The activation of human brain microvascular endothelial cells by brucella abortus-infected glial cells is mediated partially through TNF-alpha

MIRAGLIA, M. C.; RODRIGUEZ, A. M.; BARRIONUEVO P.; DELPINO, M.V.; GIAMBARTOLOMEI G.H.

Los cocos, Córdoba.

Congreso; LXI Reunión Anual de la Sociedad Argentina de Inmunología; 2013

Sociedad Argentina de Inmunología

B. abortus could interact with human brain microvascular endothelial cells (HBMEC) and gain access to the central nervous system and consequently elicit the inflammatory pathology called neurobrucellosis. We have recently demonstrated that although B. abortus can infect HBMEC, the indirect effect of glial cells infected with the bacterium, is more effective in activate the endothelium. Both, the TNF-á and IL-1â secreted by glial cells were reported to mediate HBMEC activation. Since we have demonstrated that these cytokines were secreted by astrocytes and microglia infected with B. abortus, we decided to investigate their role in B. abortus-mediated activation of HBMEC. To this end HBMEC were incubated with culture supernatants of B. abortus-infected astrocytes and microglia in the presence of an anti-TNF-a antibody or its isotype control. Activation of HBMEC was evaluated by cytokine secretion and expression of adhesion molecules. Supernatants from B. abortus-infected astrocytes and microglia induced the production of IL-6, IL-8 and MCP-1 and up-regulated the expression of CD54 (ICAM-1). Cytokine production and ICAM-1 expression was partially inhibited when supernatans were pre-incubated with anti-TNF-á antibody (p<0.001 vs. isotype control).
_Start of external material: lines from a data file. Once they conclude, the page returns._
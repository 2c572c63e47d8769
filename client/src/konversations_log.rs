//! Nachrichtenverlauf je Konversation
//!
//! Der Verlauf ist nach Konversations-ID geordnet, nicht nach Titel: zwei
//! Gruppen mit gleichem Namen vermischen sich nicht.

use std::collections::HashMap;

use chrono::{DateTime, Utc};
use parley_core::types::{ConversationId, UserId};

/// Inhalt eines Eintrags
#[derive(Debug, Clone, PartialEq, Eq)]
pub enum Inhalt {
    /// Entschluesselt oder ohne Schluessel im Klartext gesendet
    Klartext(String),
    /// Konnte nicht entschluesselt werden; Rohdaten bleiben erhalten
    Unlesbar(String),
}

/// Eine empfangene Nachricht
#[derive(Debug, Clone, PartialEq, Eq)]
pub struct LogEintrag {
    pub author_id: UserId,
    pub author: String,
    pub zeitpunkt: DateTime<Utc>,
    pub inhalt: Inhalt,
}

#[derive(Debug, Default)]
struct Konversation {
    titel: Option<String>,
    eintraege: Vec<LogEintrag>,
    ungelesen: usize,
}

/// Verlauf aller bekannten Konversationen
#[derive(Debug, Default)]
pub struct KonversationsLog {
    konversationen: HashMap<ConversationId, Konversation>,
}

impl KonversationsLog {
    pub fn neu() -> Self {
        Self::default()
    }

    pub fn titel_setzen(&mut self, conversation_id: ConversationId, titel: impl Into<String>) {
        self.konversationen.entry(conversation_id).or_default().titel = Some(titel.into());
    }

    pub fn titel(&self, conversation_id: ConversationId) -> Option<&str> {
        self.konversationen
            .get(&conversation_id)
            .and_then(|k| k.titel.as_deref())
    }

    /// Haengt einen Eintrag an; Reihenfolge = Empfangsreihenfolge
    pub fn anhaengen(&mut self, conversation_id: ConversationId, eintrag: LogEintrag) {
        self.konversationen
            .entry(conversation_id)
            .or_default()
            .eintraege
            .push(eintrag);
    }

    pub fn eintraege(&self, conversation_id: ConversationId) -> &[LogEintrag] {
        self.konversationen
            .get(&conversation_id)
            .map(|k| k.eintraege.as_slice())
            .unwrap_or_default()
    }

    /// Zaehlt eine Benachrichtigung ohne Inhalt
    pub fn ungelesen_erhoehen(&mut self, conversation_id: ConversationId) {
        self.konversationen.entry(conversation_id).or_default().ungelesen += 1;
    }

    pub fn ungelesen(&self, conversation_id: ConversationId) -> usize {
        self.konversationen
            .get(&conversation_id)
            .map(|k| k.ungelesen)
            .unwrap_or(0)
    }

    pub fn als_gelesen_markieren(&mut self, conversation_id: ConversationId) {
        if let Some(k) = self.konversationen.get_mut(&conversation_id) {
            k.ungelesen = 0;
        }
    }

    /// Alle bekannten Konversationen (ungeordnet)
    pub fn konversationen(&self) -> impl Iterator<Item = ConversationId> + '_ {
        self.konversationen.keys().copied()
    }
}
The blocking of the TNF receptor on HBMECs with an anti-TNFRI antibody also partially inhibited (p<0.01 vs. isotype control) the above-mentioned parameters. These results indicated that activation of HBMEC by B. abortus-infected glial cells is mediated, at least in part, by TNF-á. The involvement of IL-1â on this phenomenon is currently under investigation.